Malposition part two: Some whys
In the previous post I explained some of the basics about baby positions and how they can affect labour.
One of the things I didn’t address is why malpositions are common and why they can be such a problem in labour.
Although I believe our bodies have evolved to give birth successfully the majority of the time, there will be some for whom labour is more difficult, especially with a baby which is not in the optimal position for their pelvis.
Remember, we are all on a continuum of 4 basic pelvic shapes and some of these are a shape that need a baby to be posterior or asynclitic to engage or fit through the pelvis, so there is no one optimum baby position. Problems occur when a baby cannot get into the position it needs to engage or fit through the pelvis.
Why might this occur?
Whilst our bodies have evolved to give birth, they have also evolved to work best when we follow a paleolithic type diet, and exercise (like a hunter gather society) with walking at least 5-10 miles a day and frequent squatting. Many of us do not eat this sort of diet or manage to exercise like this.
Even if we do some yoga and sit on a birth ball in an evening, this does not necessarily correct the issues caused by working in an office all day and lots of driving. For women that also do not stretch and exercise regularly or who are obese, it can be even harder for a baby to get into an optimum position (for lots more info see http://www.plus-size-pregnancy.org/malpositions.htm)
Labour is a complex process
Like the flight of a bumblebee the complex process that starts labour and how it progresses normally is still not completely understood, but it is a complex process that involves physical (including hormonal) processes and also emotional and spiritual.
If women are evolved to have straightforward births, they are also evolved to have undisturbed and unmedicated births, which begin without interference, where they can allow their neo-cortex to relax so the hormones of labour, oxytocin and endorphins can do their work.
Some anthropologists have argued that society evolved to have women companions during the birth to give comfort and physical support to women in labour. Many indigenous cultures have birth customs that involve women being upright and movement, and also water, whether immersion in or squatting over steam baths.
In our current medical model of birth which has a rhetoric of choice, but is bound by a risk and intervention based protocol, it can be very difficult for women to go into labour naturally and to make the kind of instinctive movements (nesting in a warm, dark, private space) which can help babies negotiate the passage from inside her to the outside world.
If women are induced, they will have drips and monitors which mean they may labour on their back. An epidural as pain relief means most women cannot mobilise and make a posterior position more likely.
Some women can easily birth babies in whatever position they are in, without needing to mobilise. Others may need to do lots of work, either in pregnancy or in labour (like this! http://www.youtube.com/watch?v=mXmwtpJ6Lb8) to help their babies to be born without intervention (and it is these women that are most affected by time limits, and limits to mobility in labour)
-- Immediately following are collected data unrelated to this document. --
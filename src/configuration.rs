use std::fs::File;
use std::io::{BufReader, Error, ErrorKind};
use std::path::Path;
use std::time::Duration;

use log::error;
use serde::{Deserialize, Serialize};

use crate::common::validate::{Validatable, Validation};
use crate::common::validate_rules::{
    HostAddressMustBeValid, IpAddressMustBeValid, MustBeGreaterThanZero, MustNotBeEmpty,
    PortMustBeValid, RoutingIdMustFit,
};
use crate::tunnel::{
    ProxyAuthentication, ProxyProperties, ProxyPropertiesResolver, ProxyTarget, ResolveError,
    TunnelRequest,
};

pub const DEFAULT_CONFIGURATION_PATH: &str = "socksbridge.json";

const DEFAULT_CONNECT_TIMEOUT_SECS: u64 = 30;
const DEFAULT_BIND_ADDRESS: &str = "127.0.0.1";

#[derive(Serialize, Deserialize, Clone, Debug)]
pub struct BridgeConfiguration {
    pub proxy_host: String,
    pub proxy_port: u16,
    pub authentication: ProxyAuthentication,
    pub connect_timeout_secs: Option<u64>,
    #[serde(default)]
    pub forwards: Vec<ForwardConfiguration>,
}

#[derive(Serialize, Deserialize, Clone, Debug)]
pub struct ForwardConfiguration {
    pub bind_address: Option<String>,
    pub bind_port: u16,
    pub routing_id: String,
    pub destination_host: String,
    pub destination_port: u16,
}

impl BridgeConfiguration {
    pub fn proxy_target(&self) -> ProxyTarget {
        ProxyTarget::new(self.proxy_host.clone(), self.proxy_port)
    }

    pub fn connect_timeout(&self) -> Duration {
        self.connect_timeout_or(None)
    }

    /// Connect timeout with an optional override in seconds taking precedence.
    pub fn connect_timeout_or(&self, override_secs: Option<u64>) -> Duration {
        Duration::from_secs(
            override_secs
                .or(self.connect_timeout_secs)
                .unwrap_or(DEFAULT_CONNECT_TIMEOUT_SECS),
        )
    }
}

impl ForwardConfiguration {
    pub fn bind_address(&self) -> String {
        self.bind_address
            .clone()
            .unwrap_or_else(|| DEFAULT_BIND_ADDRESS.to_owned())
    }

    pub fn tunnel_request(&self) -> TunnelRequest {
        TunnelRequest::new(self.destination_host.clone(), self.destination_port)
    }
}

impl ProxyPropertiesResolver for BridgeConfiguration {
    fn resolve(&self, routing_id: &str) -> Result<ProxyProperties, ResolveError> {
        let properties = ProxyProperties {
            proxy: self.proxy_target(),
            authentication: self.authentication.clone(),
        };

        if let ProxyAuthentication::Basic { .. } = properties.authentication {
            if properties.username_for(routing_id).is_none() {
                return Err(ResolveError::UnknownRoutingId(routing_id.to_owned()));
            }
        }

        Ok(properties)
    }
}

impl Validatable for BridgeConfiguration {
    fn validate(&self, result: &mut Validation) {
        result.validate_rule::<HostAddressMustBeValid, String>("proxy_host", &self.proxy_host);
        result.validate_rule::<PortMustBeValid, u16>("proxy_port", &self.proxy_port);

        if let Some(timeout) = &self.connect_timeout_secs {
            result.validate_rule::<MustBeGreaterThanZero, u64>("connect_timeout_secs", timeout);
        }

        result.validate_child("authentication", &self.authentication);

        for (index, forward) in self.forwards.iter().enumerate() {
            result.push_breadcrumb("forwards");
            result.validate_child(&index.to_string(), forward);
            result.pop_breadcrumb();

            if let ProxyAuthentication::Basic { .. } = self.authentication {
                if self.resolve(&forward.routing_id).is_err() {
                    result.add_error(&format!(
                        "No username is configured for routing id '{}'.",
                        forward.routing_id
                    ));
                }
            }
        }
    }
}

impl Validatable for ProxyAuthentication {
    fn validate(&self, result: &mut Validation) {
        match self {
            ProxyAuthentication::Token { token } => {
                result.validate_rule::<MustNotBeEmpty, String>("token", token);
            }
            ProxyAuthentication::Basic {
                username,
                routing_usernames,
            } => {
                if username.is_none() && routing_usernames.is_empty() {
                    result.add_error("Either username or routing_usernames must be set.");
                }

                if let Some(username) = username {
                    result.validate_rule::<MustNotBeEmpty, String>("username", username);
                }

                for (routing_id, username) in routing_usernames {
                    result.validate_rule::<RoutingIdMustFit, String>("routing_usernames", routing_id);
                    result.validate_rule::<MustNotBeEmpty, String>(routing_id, username);
                }
            }
        }
    }
}

impl Validatable for ForwardConfiguration {
    fn validate(&self, result: &mut Validation) {
        if let Some(bind_address) = &self.bind_address {
            result.validate_rule::<IpAddressMustBeValid, String>("bind_address", bind_address);
        }

        result.validate_rule::<PortMustBeValid, u16>("bind_port", &self.bind_port);
        result.validate_rule::<RoutingIdMustFit, String>("routing_id", &self.routing_id);
        result.validate_rule::<HostAddressMustBeValid, String>(
            "destination_host",
            &self.destination_host,
        );
        result.validate_rule::<PortMustBeValid, u16>("destination_port", &self.destination_port);
    }
}

pub fn parse_configuration(path: &Path) -> Result<BridgeConfiguration, Error> {
    let file = File::open(path).map_err(|e| {
        error!("Could not open configuration '{}': {}", path.display(), e);
        e
    })?;

    let configuration: BridgeConfiguration = serde_json::from_reader(BufReader::new(file))
        .map_err(|e| {
            error!("Could not parse configuration '{}': {}", path.display(), e);
            Error::new(ErrorKind::InvalidData, e)
        })?;

    let validation = Validation::validate(&configuration);

    if !validation.is_valid() {
        for config_error in validation.errors() {
            error!("{}", config_error);
        }

        return Err(Error::new(
            ErrorKind::InvalidData,
            "Configuration file contains errors.",
        ));
    }

    Ok(configuration)
}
I believe that this complex birth process is effected by a huge range of possible scenario’s. It is wrong to imply to women that if they trust enough that their labour will progress easily. For some women this may be the case, but for those whose labour does not progress, it is not the ‘fault’ of their mind (not relaxing enough to let go), their spirit/emotions or body but a result of the circumstances we find ourselves in today. Diet and exercise can be dictated by society and circumstance and also the level of deprivation in the local environment.
Research needs to be carried out so that the best ways to prepare women for labour and support them in labour are at the heart of birth protocols in our hospitals to give women the best chance of going in to labour naturally and allow their babies to be born without unnecessary and harmful interventions. Women with babies in non typical positions may have a different labour pattern to that which is typically expected on a labour progress chart but that does not mean with time, freedom to move and good support in labour that their babies cannot be born without assistance.
In summary, a babies position during pregnancy is governed by a whole host of factors and whether this affects the progress of labour and the interventions a woman has during birth also depends on the circumstances she finds herself in, however there are ways to prepare for birth and gather a support around yourself for labourand this can make all the difference between being able to birth without interventions which can have long term implications to the health of mothers and babies.